BookmarkSubscribeRSS Feed
🔒 This topic is solved and locked. Need further help from the community? Please sign in and ask a new question.
jimbarbour
Meteorite | Level 14

I have some large files I'm running through PROC COMPARE under SAS 9.3 running on an AIX machine with code submitted via SAS Enterprise Guide 7.1.  The datasets are 8 million rows plus each with 230 columns, and there might be thousands of differences.  I'm creating a spreadsheet using ODS ExcelXP that contains the BASE, COMPARE, and DIF records.  I want to highlight the cells that have discrepancies of just the DIF records.  I've got this working for numeric values just fine using the following format:

PROC	FORMAT;
	VALUE	Highlight_Num	.	-	.E		=	'WhiteSmoke'
					-9999999999	-	-1		=	'Pink'	
					0	-	9999999998		=	'Red'	
					;

 

What I can't seem to figure out is how to highlight discrepances in character variables.  PROC COMPARE returns periods when there is equality and an "X" in any position that has a discrepancy.  For example, if the third from the left character in a seven position character variable differed between the BASE and COMPARE datasets, SAS would return the following in the DIF record:

..X....

 

Basically, if there's an "X" anywhere in a DIF record, I want to highlight the cell that the "X" occurs in.  Yes, I could just programmatically change cells that have a mixture of periods and "X's" to just a single "X" and format accordingly, but then I would lose the intelligence of knowing which position the discrepancy occurred in.  Some of my character fields are 84 positions long and are a string of codes.  It's difficult to spot by eye exactly where the discrepancy lies without the '.......X......' showing you where the discrepancy is.

 

I can't imagine coding all possible combinations of periods and X's in an 84 position character field.  I was hoping to use a regular expression something like the following:

	VALUE	$Highlight_Char	'/X/'	(REGEXP)	=	'Yellow'
				OTHER			=	'WhiteSmoke'
				;

But this doesn't appear to be valid SAS code. I'm getting the following message:

38         		'/X/'	(REGEXP)		=	'Yellow'
                        _
                        22
                        76
ERROR 22-322: Syntax error, expecting one of the following: a quoted string, a numeric constant, a datetime constant, 
              a missing value, LOW.  
ERROR 76-322: Syntax error, statement will be ignored.

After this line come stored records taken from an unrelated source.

use serde_json::{
  json,
  Value,
};

use crate::error::HalaGltfError;
use crate::scene::{
  HalaAction,
  HalaActionTarget,
  HalaAnimPath,
  HalaObject,
};
use crate::settings::HalaAnimExport;
use super::super::accessor::{
  compute_bounds,
  f32_bytes,
  HalaComponentType,
  HalaElementType,
};
use super::super::buffer::HalaBufferTarget;
use super::super::resolver::HalaAccessorRole;
use super::super::HalaExportState;

/// Bake the sample frames of an action, one per host frame. The end frame
/// is always included so the clip covers its full range.
/// param action: The action.
/// return: The frame numbers to sample at.
fn bake_frames(action: &HalaAction) -> Vec<f32> {
  let mut frames = Vec::new();
  let mut frame = action.frame_start;
  while frame < action.frame_end {
    frames.push(frame);
    frame += 1.0;
  }
  frames.push(action.frame_end);
  frames
}

/// Export one action of one node as an animation record.
/// param state: The export state.
/// param object: The animated object.
/// param node_index: The node output index of the object.
/// param action: The action.
/// return: The animation record, or None if no curve produced samples.
fn export_action(
  state: &mut HalaExportState,
  object: &HalaObject,
  node_index: u32,
  action: &HalaAction,
) -> Result<Option<Value>, HalaGltfError> {
  let frames = bake_frames(action);
  let times: Vec<f32> = frames
    .iter()
    .map(|frame| (frame - action.frame_start) * state.animation_dt)
    .collect();

  let mut samplers = Vec::new();
  let mut channels = Vec::new();
  for curve in action.curves.iter() {
    let mut values: Vec<f32> = Vec::new();
    let mut width = curve.path.component_count();
    let mut complete = true;
    for frame in frames.iter() {
      match curve.evaluate(*frame) {
        Some(value) => {
          if width == 0 {
            width = value.len();
          }
          values.extend_from_slice(&value);
        },
        None => {
          complete = false;
          break;
        },
      }
    }
    if !complete || values.is_empty() {
      continue;
    }

    let input = state.push_payload(
      HalaAccessorRole::AnimTime,
      "animations",
      &f32_bytes(&times),
      HalaBufferTarget::NONE,
      HalaComponentType::FLOAT,
      HalaElementType::Scalar,
      times.len(),
      false,
      compute_bounds(&times, 1),
    )?;

    let (element_type, count) = match curve.path {
      HalaAnimPath::Translation | HalaAnimPath::Scale => (HalaElementType::Vec3, frames.len()),
      HalaAnimPath::Rotation => (HalaElementType::Vec4, frames.len()),
      HalaAnimPath::Weights => (HalaElementType::Scalar, frames.len() * width),
    };
    let output = state.push_payload(
      HalaAccessorRole::AnimValue,
      "animations",
      &f32_bytes(&values),
      HalaBufferTarget::NONE,
      HalaComponentType::FLOAT,
      element_type,
      count,
      false,
      None,
    )?;

    let sampler_index = samplers.len();
    samplers.push(json!({
      "input": input,
      "interpolation": "LINEAR",
      "output": output,
    }));
    channels.push(json!({
      "sampler": sampler_index,
      "target": {
        "node": node_index,
        "path": curve.path.path_name(),
      },
    }));
  }

  if channels.is_empty() {
    return Ok(None);
  }
  Ok(Some(json!({
    "name": format!("{}_{}", object.name, action.name),
    "channels": channels,
    "samplers": samplers,
  })))
}

/// Export the animations of one object, honoring the per-category policy.
/// param state: The export state.
/// param object: The object.
/// param node_index: The node output index of the object.
pub fn export_object_animations(
  state: &mut HalaExportState,
  object: &HalaObject,
  node_index: u32,
) -> Result<(), HalaGltfError> {
  let data = state.data;
  let target = if object.is_armature() {
    HalaActionTarget::ARMATURE
  } else {
    HalaActionTarget::OBJECT
  };
  let policy = if object.is_armature() {
    state.settings.animations_armature_export
  } else {
    state.settings.animations_object_export
  };

  let action_indices: Vec<usize> = match policy {
    HalaAnimExport::Active => {
      if object.active_action_index == u32::MAX {
        return Ok(());
      }
      vec![object.active_action_index as usize]
    },
    HalaAnimExport::Eligible => data
      .actions
      .iter()
      .enumerate()
      .filter(|(_, action)| action.target == target)
      .map(|(index, _)| index)
      .collect(),
  };

  for action_index in action_indices {
    let action = data.actions.get(action_index).ok_or_else(|| {
      HalaGltfError::new(
        &format!(
          "\"{}\" references action {} which is not part of the export.",
          object.name, action_index
        ),
        None,
      )
    })?;
    log::debug!("Exporting action \"{}\" of object \"{}\".", action.name, object.name);
    if let Some(record) = export_action(state, object, node_index, action)? {
      state.document.animations.push(record);
    }
  }

  Ok(())
}

#[cfg(test)]
mod tests {
  use super::*;
  use crate::scene::{HalaCurve, HalaExportData, HalaSceneDesc};
  use crate::settings::HalaExportSettings;

  fn slide_action() -> HalaAction {
    HalaAction {
      name: "Slide".to_string(),
      target: HalaActionTarget::OBJECT,
      frame_start: 1.0,
      frame_end: 3.0,
      curves: vec![HalaCurve {
        path: HalaAnimPath::Translation,
        keyframes: vec![
          (1.0, vec![0.0, 0.0, 0.0]),
          (3.0, vec![2.0, 0.0, 0.0]),
        ],
      }],
      extras: None,
    }
  }

  fn data_with_action() -> HalaExportData {
    let mut data = HalaExportData::new();
    data.scenes.push(HalaSceneDesc {
      name: "Scene".to_string(),
      frames_per_second: 25.0,
      ..Default::default()
    });
    data.actions.push(slide_action());
    let mut object = HalaObject::new("Cube");
    object.active_action_index = 0;
    data.objects.push(object);
    data
  }

  #[test]
  fn test_active_action_is_baked() {
    let data = data_with_action();
    let mut state = HalaExportState::new(&data, HalaExportSettings::default());
    export_object_animations(&mut state, &data.objects[0], 0).unwrap();

    assert_eq!(state.document.animations.len(), 1);
    let animation = &state.document.animations[0];
    assert_eq!(animation["name"], "Cube_Slide");
    assert_eq!(animation["channels"][0]["target"]["path"], "translation");
    assert_eq!(animation["channels"][0]["target"]["node"], 0);
    assert_eq!(animation["samplers"][0]["interpolation"], "LINEAR");

    // Three baked frames at 25 fps: the time accessor ends at 2/25 s.
    let input = animation["samplers"][0]["input"].as_u64().unwrap() as usize;
    let accessor = &state.document.accessors[input];
    assert_eq!(accessor["count"], 3);
    assert!((accessor["max"][0].as_f64().unwrap() - 0.08).abs() < 1e-6);
  }

  #[test]
  fn test_no_active_action_exports_nothing() {
    let mut data = data_with_action();
    data.objects[0].active_action_index = u32::MAX;
    let mut state = HalaExportState::new(&data, HalaExportSettings::default());
    export_object_animations(&mut state, &data.objects[0], 0).unwrap();
    assert!(state.document.animations.is_empty());
  }

  #[test]
  fn test_eligible_policy_filters_by_target() {
    let mut data = data_with_action();
    data.actions.push(HalaAction {
      name: "Pose".to_string(),
      target: HalaActionTarget::ARMATURE,
      frame_start: 1.0,
      frame_end: 2.0,
      curves: Vec::new(),
      extras: None,
    });
    let settings = HalaExportSettings {
      animations_object_export: HalaAnimExport::Eligible,
      ..Default::default()
    };
    let mut state = HalaExportState::new(&data, settings);
    export_object_animations(&mut state, &data.objects[0], 0).unwrap();

    // Only the object action is eligible; the armature action is skipped.
    assert_eq!(state.document.animations.len(), 1);
    assert_eq!(state.document.animations[0]["name"], "Cube_Slide");
  }

  #[test]
  fn test_fixed_sample_rate_overrides_fps() {
    let data = data_with_action();
    let settings = HalaExportSettings {
      animations_sample_rate: Some(0.5),
      ..Default::default()
    };
    let mut state = HalaExportState::new(&data, settings);
    export_object_animations(&mut state, &data.objects[0], 0).unwrap();

    let animation = &state.document.animations[0];
    let input = animation["samplers"][0]["input"].as_u64().unwrap() as usize;
    let accessor = &state.document.accessors[input];
    assert!((accessor["max"][0].as_f64().unwrap() - 1.0).abs() < 1e-6);
  }
}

Can anyone point me in the right direction to highlight only cells with discepancies in only the DIF rows from a PROC COMPARE for character variables?

 

Thanks,

 

Jim

1 ACCEPTED SOLUTION

Accepted Solutions
Cynthia_sas
SAS Super FREQ
Hi:
My thinking would be to use PROC REPORT instead of PROC PRINT because PROC REPORT can highlight one row or one cell based on the value in another cell. Also the compute block in PROC REPORT can include a DO loop.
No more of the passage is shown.